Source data

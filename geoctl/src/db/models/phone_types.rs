use crate::db::models::AuditFields;
use crate::types::{Actor, ColorId, PhoneTypeId};
use sqlx::FromRow;

#[derive(Debug, Clone)]
pub struct PhoneTypeCreateDBRequest {
    pub abbreviation: String,
    pub name: String,
    pub description: String,
    pub image_path: Option<String>,
    pub icon_path: Option<String>,
    pub color_id: ColorId,
    pub created_by: Actor,
}

#[derive(Debug, Clone, Default)]
pub struct PhoneTypeUpdateDBRequest {
    pub abbreviation: Option<String>,
    pub name: Option<String>,
    pub description: Option<String>,
    pub image_path: Option<String>,
    pub icon_path: Option<String>,
    pub color_id: Option<ColorId>,
    pub is_active: Option<bool>,
    pub updated_by: Actor,
}

#[derive(Debug, Clone, FromRow)]
pub struct PhoneTypeDBResponse {
    pub id: PhoneTypeId,
    pub abbreviation: String,
    pub name: String,
    pub description: String,
    pub image_path: Option<String>,
    pub icon_path: Option<String>,
    pub color_id: ColorId,
    #[sqlx(flatten)]
    pub audit: AuditFields,
}
use crate::db::models::{municipalities::MunicipalityDBResponse, regions::RegionDBResponse, states::StateDBResponse};
use crate::sync::SyncError;
use crate::sync::localities::{
    FetchLocalities, LocalityStore, MunicipalityPayload, RegionPayload, StatePayload, ensure_municipality, ensure_region,
    ensure_state, normalize_payload,
};
use crate::types::{Actor, Level};
use chrono::{DateTime, Utc};
use serde::{Deserialize, Serialize};
use serde_json::Value;
use sqlx::PgPool;
use tracing::{info, instrument};
use utoipa::ToSchema;

/// What to fetch from IBGE for one sync call.
///
/// `ids` takes priority: each id is fetched on its own. Otherwise a single request is made for
/// `id`, else for everything under `parent_id`, else for the whole level. `parent_id` is ignored
/// for regions.
#[derive(Debug, Clone, Default, Deserialize, ToSchema)]
pub struct SyncRequest {
    pub id: Option<i32>,
    pub parent_id: Option<i32>,
    #[serde(default)]
    pub ids: Vec<i32>,
    /// Verify upstream TLS certificates. The API fills in `ibge.verify_certificates` when absent;
    /// library callers that leave it unset get verification.
    pub verify: Option<bool>,
    #[serde(skip)]
    pub actor: Actor,
}

impl SyncRequest {
    pub fn all() -> Self {
        Self::default()
    }

    pub fn one(id: i32) -> Self {
        Self {
            id: Some(id),
            ..Self::default()
        }
    }

    pub fn under(parent_id: i32) -> Self {
        Self {
            parent_id: Some(parent_id),
            ..Self::default()
        }
    }

    pub fn many(ids: Vec<i32>) -> Self {
        Self { ids, ..Self::default() }
    }

    pub fn with_verify(mut self, verify: bool) -> Self {
        self.verify = Some(verify);
        self
    }

    pub fn verifies_certificates(&self) -> bool {
        self.verify.unwrap_or(true)
    }
}

#[derive(Debug, Clone, Serialize, Deserialize, ToSchema)]
pub struct SyncSummary {
    pub level: Level,
    /// Number of entities upserted, in fetch order (duplicates included)
    pub count: usize,
    pub ids: Vec<i32>,
    pub synced_at: DateTime<Utc>,
}

impl SyncSummary {
    pub fn new(level: Level, ids: Vec<i32>) -> Self {
        let summary = Self {
            level,
            count: ids.len(),
            ids,
            synced_at: Utc::now(),
        };
        info!("Synchronized {} {} from IBGE", summary.count, summary.level);
        summary
    }
}

/// Fetch every payload a request asks for, flattened in request order.
///
/// Requests are sequential and nothing is written, so a transport failure leaves the database
/// untouched.
#[instrument(skip(fetcher, request), fields(ids = request.ids.len()), err)]
pub async fn fetch_payloads<F>(fetcher: &F, level: Level, request: &SyncRequest) -> Result<Vec<Value>, SyncError>
where
    F: FetchLocalities + ?Sized,
{
    let parent_id = match level {
        Level::Regions => None,
        _ => request.parent_id,
    };
    let verify = request.verifies_certificates();

    let documents = if request.ids.is_empty() {
        vec![fetch_one(fetcher, level, request.id, parent_id, verify).await?]
    } else {
        let mut documents = Vec::with_capacity(request.ids.len());
        for id in &request.ids {
            documents.push(fetch_one(fetcher, level, Some(*id), None, verify).await?);
        }
        documents
    };

    let mut payloads = Vec::new();
    for document in documents {
        payloads.extend(normalize_payload(level, document)?);
    }
    Ok(payloads)
}

async fn fetch_one<F>(fetcher: &F, level: Level, id: Option<i32>, parent_id: Option<i32>, verify: bool) -> Result<Value, SyncError>
where
    F: FetchLocalities + ?Sized,
{
    fetcher
        .fetch(level, id, parent_id, verify)
        .await
        .map_err(|source| SyncError::Transport { level, source })
}

pub async fn reconcile_regions<S>(store: &mut S, payloads: &[Value], actor: &Actor) -> Result<Vec<RegionDBResponse>, SyncError>
where
    S: LocalityStore + ?Sized,
{
    let mut regions = Vec::with_capacity(payloads.len());
    for payload in payloads {
        regions.push(ensure_region(store, &RegionPayload::parse(payload)?, actor).await?);
    }
    Ok(regions)
}

pub async fn reconcile_states<S>(store: &mut S, payloads: &[Value], actor: &Actor) -> Result<Vec<StateDBResponse>, SyncError>
where
    S: LocalityStore + ?Sized,
{
    let mut states = Vec::with_capacity(payloads.len());
    for payload in payloads {
        states.push(ensure_state(store, &StatePayload::parse(payload)?, actor).await?);
    }
    Ok(states)
}

pub async fn reconcile_municipalities<S>(store: &mut S, payloads: &[Value], actor: &Actor) -> Result<Vec<MunicipalityDBResponse>, SyncError>
where
    S: LocalityStore + ?Sized,
{
    let mut municipalities = Vec::with_capacity(payloads.len());
    for payload in payloads {
        municipalities.push(ensure_municipality(store, &MunicipalityPayload::parse(payload)?, actor).await?);
    }
    Ok(municipalities)
}

/// Synchronize regions from IBGE. All-or-nothing: any failure leaves no partial writes.
#[instrument(skip(pool, fetcher, request), err)]
pub async fn sync_regions<F>(pool: &PgPool, fetcher: &F, request: &SyncRequest) -> Result<Vec<RegionDBResponse>, SyncError>
where
    F: FetchLocalities + ?Sized,
{
    let payloads = fetch_payloads(fetcher, Level::Regions, request).await?;

    let mut tx = pool.begin().await?;
    let regions = reconcile_regions(&mut *tx, &payloads, &request.actor).await?;
    tx.commit().await?;

    Ok(regions)
}

/// Synchronize states (and their regions) from IBGE in one transaction.
#[instrument(skip(pool, fetcher, request), err)]
pub async fn sync_states<F>(pool: &PgPool, fetcher: &F, request: &SyncRequest) -> Result<Vec<StateDBResponse>, SyncError>
where
    F: FetchLocalities + ?Sized,
{
    let payloads = fetch_payloads(fetcher, Level::States, request).await?;

    let mut tx = pool.begin().await?;
    let states = reconcile_states(&mut *tx, &payloads, &request.actor).await?;
    tx.commit().await?;

    Ok(states)
}

/// Synchronize municipalities (and their states and regions) from IBGE in one transaction.
#[instrument(skip(pool, fetcher, request), err)]
pub async fn sync_municipalities<F>(
    pool: &PgPool,
    fetcher: &F,
    request: &SyncRequest,
) -> Result<Vec<MunicipalityDBResponse>, SyncError>
where
    F: FetchLocalities + ?Sized,
{
    let payloads = fetch_payloads(fetcher, Level::Municipalities, request).await?;

    let mut tx = pool.begin().await?;
    let municipalities = reconcile_municipalities(&mut *tx, &payloads, &request.actor).await?;
    tx.commit().await?;

    Ok(municipalities)
}

#[cfg(test)]
mod tests {
    use super::*;
    use crate::db::handlers::municipalities::MunicipalityFilter;
    use crate::db::handlers::regions::RegionFilter;
    use crate::db::handlers::{Municipalities, Regions, Repository, States};
    use crate::sync::localities::FetchError;
    use crate::test_utils::{MockLocalities, MockLocalityStore, five_regions, sao_paulo_state};
    use serde_json::json;
    use sqlx::PgPool;

    fn municipality(id: i32, name: &str) -> Value {
        json!({
            "id": id,
            "nome": name,
            "microrregiao": {"mesorregiao": {"UF": sao_paulo_state()}}
        })
    }

    #[tokio::test]
    async fn test_fetch_payloads_with_ids_fetches_each() {
        let fetcher = MockLocalities::new();
        fetcher.respond("estados/35", sao_paulo_state());
        fetcher.respond("estados/33", json!({"id": 33, "sigla": "RJ", "nome": "Rio de Janeiro"}));

        let payloads = fetch_payloads(&fetcher, Level::States, &SyncRequest::many(vec![35, 33]))
            .await
            .unwrap();

        assert_eq!(payloads.len(), 2);
        assert_eq!(payloads[0]["sigla"], "SP");
        assert_eq!(payloads[1]["sigla"], "RJ");
        assert_eq!(fetcher.calls(), vec!["estados/35", "estados/33"]);
    }

    #[tokio::test]
    async fn test_fetch_payloads_id_wins_over_parent() {
        let fetcher = MockLocalities::new();
        fetcher.respond("estados/35", sao_paulo_state());

        let request = SyncRequest {
            id: Some(35),
            parent_id: Some(3),
            ..SyncRequest::default()
        };
        let payloads = fetch_payloads(&fetcher, Level::States, &request).await.unwrap();

        assert_eq!(payloads.len(), 1);
        assert_eq!(fetcher.calls(), vec!["estados/35"]);
    }

    #[tokio::test]
    async fn test_fetch_payloads_ignores_parent_for_regions() {
        let fetcher = MockLocalities::new();
        fetcher.respond("regioes", five_regions());

        let payloads = fetch_payloads(&fetcher, Level::Regions, &SyncRequest::under(3)).await.unwrap();

        assert_eq!(payloads.len(), 5);
        assert_eq!(fetcher.calls(), vec!["regioes"]);
    }

    #[tokio::test]
    async fn test_fetch_payloads_reads_verify_from_request() {
        let fetcher = MockLocalities::new();
        fetcher.respond("regioes", five_regions());

        fetch_payloads(&fetcher, Level::Regions, &SyncRequest::all()).await.unwrap();
        fetch_payloads(&fetcher, Level::Regions, &SyncRequest::all().with_verify(false))
            .await
            .unwrap();
        fetch_payloads(&fetcher, Level::Regions, &SyncRequest::all().with_verify(true))
            .await
            .unwrap();

        assert_eq!(fetcher.verify_flags(), vec![true, false, true]);
    }

    #[tokio::test]
    async fn test_fetch_payloads_stops_at_first_transport_error() {
        let fetcher = MockLocalities::new();
        fetcher.respond("municipios/1", municipality(1, "Um"));
        fetcher.respond("municipios/2", municipality(2, "Dois"));

        let err = fetch_payloads(&fetcher, Level::Municipalities, &SyncRequest::many(vec![1, 2, 3, 4, 5]))
            .await
            .unwrap_err();

        assert!(matches!(
            err,
            SyncError::Transport {
                level: Level::Municipalities,
                source: FetchError::Status { .. }
            }
        ));
        assert_eq!(fetcher.calls(), vec!["municipios/1", "municipios/2", "municipios/3"]);
    }

    #[tokio::test]
    async fn test_reconcile_keeps_fetch_order_and_duplicates() {
        let mut store = MockLocalityStore::new();
        let payloads = vec![
            json!({"id": 2, "sigla": "NE", "nome": "Nordeste"}),
            json!({"id": 1, "sigla": "N", "nome": "Norte"}),
            json!({"id": 2, "sigla": "NE", "nome": "Região Nordeste"}),
        ];

        let regions = reconcile_regions(&mut store, &payloads, &None).await.unwrap();

        assert_eq!(regions.iter().map(|r| r.id).collect::<Vec<_>>(), vec![2, 1, 2]);
        assert_eq!(store.region_count(), 2);
        assert_eq!(store.region(2).unwrap().name, "Região Nordeste");
    }

    #[sqlx::test]
    #[test_log::test]
    async fn test_sync_regions_fixed_five(pool: PgPool) {
        let fetcher = MockLocalities::new();
        fetcher.respond("regioes", five_regions());

        let regions = sync_regions(&pool, &fetcher, &SyncRequest::all()).await.unwrap();
        assert_eq!(regions.len(), 5);

        // Second run refreshes in place
        sync_regions(&pool, &fetcher, &SyncRequest::all()).await.unwrap();

        let mut conn = pool.acquire().await.unwrap();
        assert_eq!(Regions::new(&mut conn).count(&RegionFilter::new(0, 10)).await.unwrap(), 5);
    }

    #[sqlx::test]
    #[test_log::test]
    async fn test_sync_state_by_id_creates_region(pool: PgPool) {
        let fetcher = MockLocalities::new();
        fetcher.respond("estados/35", sao_paulo_state());

        let request = SyncRequest {
            actor: Some("admin@example.com".to_string()),
            ..SyncRequest::one(35).with_verify(false)
        };
        let states = sync_states(&pool, &fetcher, &request).await.unwrap();

        assert_eq!(states.len(), 1);
        assert_eq!(states[0].abbreviation, "SP");
        assert_eq!(states[0].audit.created_by.as_deref(), Some("admin@example.com"));
        assert_eq!(fetcher.verify_flags(), vec![false]);

        let mut conn = pool.acquire().await.unwrap();
        let region = Regions::new(&mut conn).get_by_id(3).await.unwrap().unwrap();
        assert_eq!(region.abbreviation, "SE");
    }

    #[sqlx::test]
    #[test_log::test]
    async fn test_sync_municipalities_of_state(pool: PgPool) {
        let fetcher = MockLocalities::new();
        let listed: Vec<Value> = (0..12).map(|i| municipality(3500100 + i, &format!("Municipio {i:02}"))).collect();
        fetcher.respond("estados/35/municipios", Value::Array(listed));

        let municipalities = sync_municipalities(&pool, &fetcher, &SyncRequest::under(35)).await.unwrap();

        assert!(municipalities.len() > 10);
        assert!(municipalities.iter().all(|m| m.state_id == Some(35)));

        let mut conn = pool.acquire().await.unwrap();
        let state = States::new(&mut conn).get_by_id(35).await.unwrap().unwrap();
        assert_eq!(state.region_id, Some(3));
    }

    #[sqlx::test]
    #[test_log::test]
    async fn test_sync_is_atomic_when_third_of_five_is_invalid(pool: PgPool) {
        let fetcher = MockLocalities::new();
        let mut listed: Vec<Value> = (1..=5).map(|i| municipality(i, &format!("Municipio {i}"))).collect();
        listed[2] = json!({"id": 3, "nome": "Quebrado", "microrregiao": {"mesorregiao": {"UF": 35}}});
        fetcher.respond("estados/35/municipios", Value::Array(listed));

        let err = sync_municipalities(&pool, &fetcher, &SyncRequest::under(35)).await.unwrap_err();
        assert!(matches!(err, SyncError::Validation { .. }));

        let mut conn = pool.acquire().await.unwrap();
        let count = Municipalities::new(&mut conn).count(&MunicipalityFilter::new(0, 10)).await.unwrap();
        assert_eq!(count, 0);
        assert!(States::new(&mut conn).get_by_id(35).await.unwrap().is_none());
        assert!(Regions::new(&mut conn).get_by_id(3).await.unwrap().is_none());
    }

    #[sqlx::test]
    #[test_log::test]
    async fn test_sync_is_atomic_when_third_fetch_fails(pool: PgPool) {
        let fetcher = MockLocalities::new();
        for id in [1, 2, 4, 5] {
            fetcher.respond(&format!("municipios/{id}"), municipality(id, "Ok"));
        }

        let err = sync_municipalities(&pool, &fetcher, &SyncRequest::many(vec![1, 2, 3, 4, 5]))
            .await
            .unwrap_err();
        assert!(matches!(err, SyncError::Transport { .. }));

        let mut conn = pool.acquire().await.unwrap();
        let count = Municipalities::new(&mut conn).count(&MunicipalityFilter::new(0, 10)).await.unwrap();
        assert_eq!(count, 0);
    }
}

> What is being asked
Locate the word "leaves" in the records above, and return each line that has it.

> Reply
/// Requests are sequential and nothing is written, so a transport failure leaves the database
/// Synchronize regions from IBGE. All-or-nothing: any failure leaves no partial writes.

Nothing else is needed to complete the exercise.